Inside United Cerebral Palsy of Central Arizona in Phoenix, physical therapist Atalie Holem preps seven-year-old Alexandra Anderson to work with the clinic's newest robot. "It allows us to practice balance and walking with the support of a dynamic trolley," Holem says — and for Alexandra, it's giving her the best chance of one day walking on her own.

At 15 months old, Alexandra was diagnosed with Pitt Hopkins Syndrome, a single missing gene on her eighteenth chromosome. She is nonverbal and faces a wide range of physical limitations, and she has never taken an independent first step. Once she's hooked into the harness, though, she can put her walking muscles to work: the ZeroG rides an overhead track, moves with her, and provides exactly as much support as she needs while quietly logging her body-weight support, the falls it prevents, and the distance she covers — all of it progress her team can document.

After a half-hour session, the harness comes off — and Alexandra, her brain and body still firing on memory, takes assisted steps holding Atalie's hand.

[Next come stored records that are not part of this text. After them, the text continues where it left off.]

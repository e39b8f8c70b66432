//! Per-command service policy and the bounded capture retry.

use std::thread;
use std::time::Duration;

use tracing::warn;

use crate::capture::{Camera, DeviceIo};
use crate::error::CaptureError;
use crate::proto::{Command, Request, Response};

/// What the service loop does with one received request.
#[derive(Debug, Clone, Copy, PartialEq, Eq)]
pub enum Action {
    /// Send this response and keep serving.
    Reply(Response),
    /// Refresh every camera, then answer with the running request count.
    Snapshot,
    /// Stop serving.
    Exit,
    /// Unknown command: say nothing, keep serving.
    Ignore,
}

/// Maps one request to the action the service loop takes.
pub fn dispatch(request: &Request) -> Action {
    match request.command() {
        Some(Command::Ping) => Action::Reply(Response::reply(request, 0)),
        Some(Command::GetMap) => Action::Snapshot,
        Some(Command::Exit) => Action::Exit,
        None => {
            warn!(
                cmd = request.cmd,
                trx_id = request.trx_id,
                "ignoring unknown command"
            );
            Action::Ignore
        }
    }
}

/// Polls [`Camera::capture`] until a frame lands or the attempt budget is
/// spent, sleeping `delay` between polls.
///
/// Only the transient not-ready condition consumes attempts; any real
/// failure aborts immediately. At least one attempt is always made, and
/// exhaustion surfaces the last not-ready error to the caller.
pub fn capture_with_retry<Io: DeviceIo>(
    camera: &mut Camera<Io>,
    attempts: u32,
    delay: Duration,
) -> Result<(), CaptureError> {
    let mut remaining = attempts.max(1);
    loop {
        match camera.capture() {
            Err(CaptureError::NotReady) if remaining > 1 => {
                remaining -= 1;
                thread::sleep(delay);
            }
            other => return other,
        }
    }
}

#[cfg(test)]
mod tests {
    use super::{capture_with_retry, dispatch, Action};
    use crate::capture::mock::{FailPoint, MockIo};
    use crate::capture::Camera;
    use crate::error::CaptureError;
    use crate::proto::{Command, Request, Response};
    use std::time::Duration;

    fn ready_camera() -> Camera<MockIo> {
        let mut camera = Camera::new();
        camera
            .initialize_with(MockIo::new(), 8, 2, 15)
            .expect("initialize_with should succeed");
        camera
    }

    fn polls(camera: &mut Camera<MockIo>) -> usize {
        camera
            .io_mut()
            .expect("camera should be bound")
            .calls
            .iter()
            .filter(|call| call.as_str() == "dequeue")
            .count()
    }

    #[test]
    fn ping_echoes_with_zero_data() {
        let request = Request::new(7, Command::Ping);
        assert_eq!(
            dispatch(&request),
            Action::Reply(Response::reply(&request, 0))
        );
    }

    #[test]
    fn get_map_requests_a_snapshot() {
        assert_eq!(dispatch(&Request::new(1, Command::GetMap)), Action::Snapshot);
    }

    #[test]
    fn exit_stops_the_loop() {
        assert_eq!(dispatch(&Request::new(2, Command::Exit)), Action::Exit);
    }

    #[test]
    fn unknown_commands_are_ignored_without_a_reply() {
        assert_eq!(dispatch(&Request { trx_id: 3, cmd: 0x7F }), Action::Ignore);
        assert_eq!(dispatch(&Request { trx_id: 4, cmd: 0 }), Action::Ignore);
    }

    #[test]
    fn retry_polls_until_a_frame_lands() {
        let mut camera = ready_camera();
        camera
            .io_mut()
            .expect("camera should be bound")
            .not_ready_budget = 3;
        capture_with_retry(&mut camera, 5, Duration::ZERO).expect("retry should succeed");
        assert_eq!(polls(&mut camera), 4);
    }

    #[test]
    fn retry_exhaustion_surfaces_not_ready() {
        let mut camera = ready_camera();
        camera
            .io_mut()
            .expect("camera should be bound")
            .not_ready_budget = 10;
        let err =
            capture_with_retry(&mut camera, 3, Duration::ZERO).expect_err("retry should fail");
        assert!(matches!(err, CaptureError::NotReady), "got {err:?}");
        assert_eq!(polls(&mut camera), 3);
    }

    #[test]
    fn a_device_failure_aborts_the_retry_loop_at_once() {
        let mut camera = ready_camera();
        camera.io_mut().expect("camera should be bound").fail = Some(FailPoint::Dequeue);
        let err =
            capture_with_retry(&mut camera, 50, Duration::ZERO).expect_err("retry should fail");
        assert!(matches!(err, CaptureError::Device(_)), "got {err:?}");
        assert_eq!(polls(&mut camera), 1);
    }

    #[test]
    fn an_unbound_camera_fails_fast() {
        let mut camera: Camera<MockIo> = Camera::new();
        let err =
            capture_with_retry(&mut camera, 50, Duration::ZERO).expect_err("retry should fail");
        assert!(matches!(err, CaptureError::NotInitialized), "got {err:?}");
    }

    #[test]
    fn a_zero_budget_still_makes_one_attempt() {
        let mut camera = ready_camera();
        capture_with_retry(&mut camera, 0, Duration::ZERO).expect("single attempt should succeed");
        assert_eq!(polls(&mut camera), 1);
    }
}
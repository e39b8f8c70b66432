//! visiond: capture daemon serving frames to one local client.

use std::env;
use std::path::PathBuf;

use anyhow::Context;
use tracing::{info, warn};
use tracing_subscriber::EnvFilter;

use visiond::proto::Response;
use visiond::service::{self, Action};
use visiond::{Config, Server, V4l2Camera};

fn main() {
    if let Err(err) = run() {
        eprintln!("Error: {err:#}");
        std::process::exit(1);
    }
}

fn run() -> anyhow::Result<()> {
    let config = match env::args_os().nth(1) {
        Some(arg) => {
            let path = PathBuf::from(arg);
            Config::load(&path).with_context(|| format!("loading {}", path.display()))?
        }
        None => Config::default(),
    };

    let filter = EnvFilter::try_from_default_env()
        .unwrap_or_else(|_| EnvFilter::new(&config.log_level));
    tracing_subscriber::fmt().with_env_filter(filter).init();

    info!("visiond starting");

    let mut cameras = Vec::new();
    for device in &config.devices {
        let mut camera = V4l2Camera::new();
        camera
            .initialize(device, config.width, config.height, config.fps)
            .with_context(|| format!("initializing {}", device.display()))?;
        cameras.push(camera);
    }

    let mut server = Server::new();
    server
        .initialize(&config.socket_path)
        .context("starting session endpoint")?;

    let result = serve(&mut server, &mut cameras, &config);

    // Devices and the endpoint are released no matter how the loop ended.
    for camera in &mut cameras {
        camera.shutdown();
    }
    server.shutdown();
    info!("visiond stopped");
    result
}

/// Drives the request loop until an exit command, a fatal endpoint
/// failure, or an exhausted capture budget.
fn serve(
    server: &mut Server,
    cameras: &mut [V4l2Camera],
    config: &Config,
) -> anyhow::Result<()> {
    // One RGB image per camera, refreshed on every snapshot. Stands in for
    // the shared map a consumer would read.
    let image_bytes = (config.width * config.height * 3) as usize;
    let mut images = vec![vec![0_u8; image_bytes]; cameras.len()];
    // Counts every serviced request; snapshot responses report it until
    // real map data replaces the placeholder.
    let mut iterations: u64 = 0;

    loop {
        let request = server.get_request().context("receiving request")?;
        iterations += 1;
        match service::dispatch(&request) {
            Action::Reply(response) => {
                if let Err(err) = server.send_response(response) {
                    warn!("response not delivered: {err}");
                }
            }
            Action::Snapshot => {
                for (camera, image) in cameras.iter_mut().zip(images.iter_mut()) {
                    service::capture_with_retry(
                        camera,
                        config.capture_attempts,
                        config.capture_retry_delay(),
                    )
                    .context("capturing frame")?;
                    if let Some(frame) = camera.frame() {
                        frame.to_rgb(image, (config.width * 3) as usize);
                    }
                }
                if let Err(err) = server.send_response(Response::reply(&request, iterations)) {
                    warn!("response not delivered: {err}");
                }
            }
            Action::Exit => {
                info!("exit requested");
                return Ok(());
            }
            Action::Ignore => {}
        }
    }
}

"Getting to see her make those steps in the gait trainer, and then when it's off of her, being able to take those assisted steps just holding Atalie's hand — I mean, that is just pure magic."Nicole — Alexandra's mom

The system is the only one of its kind in the Southwest, made possible by a $300,000 investment from donors including the Arizona Diamondbacks Foundation, the Arizona Board of Visitors, and Thunderbird Charities. And the hope it carries is backed by evidence: research shows children who receive robotic gait training alongside conventional physical therapy have a higher chance of gaining independent mobility than those who receive conventional therapy alone.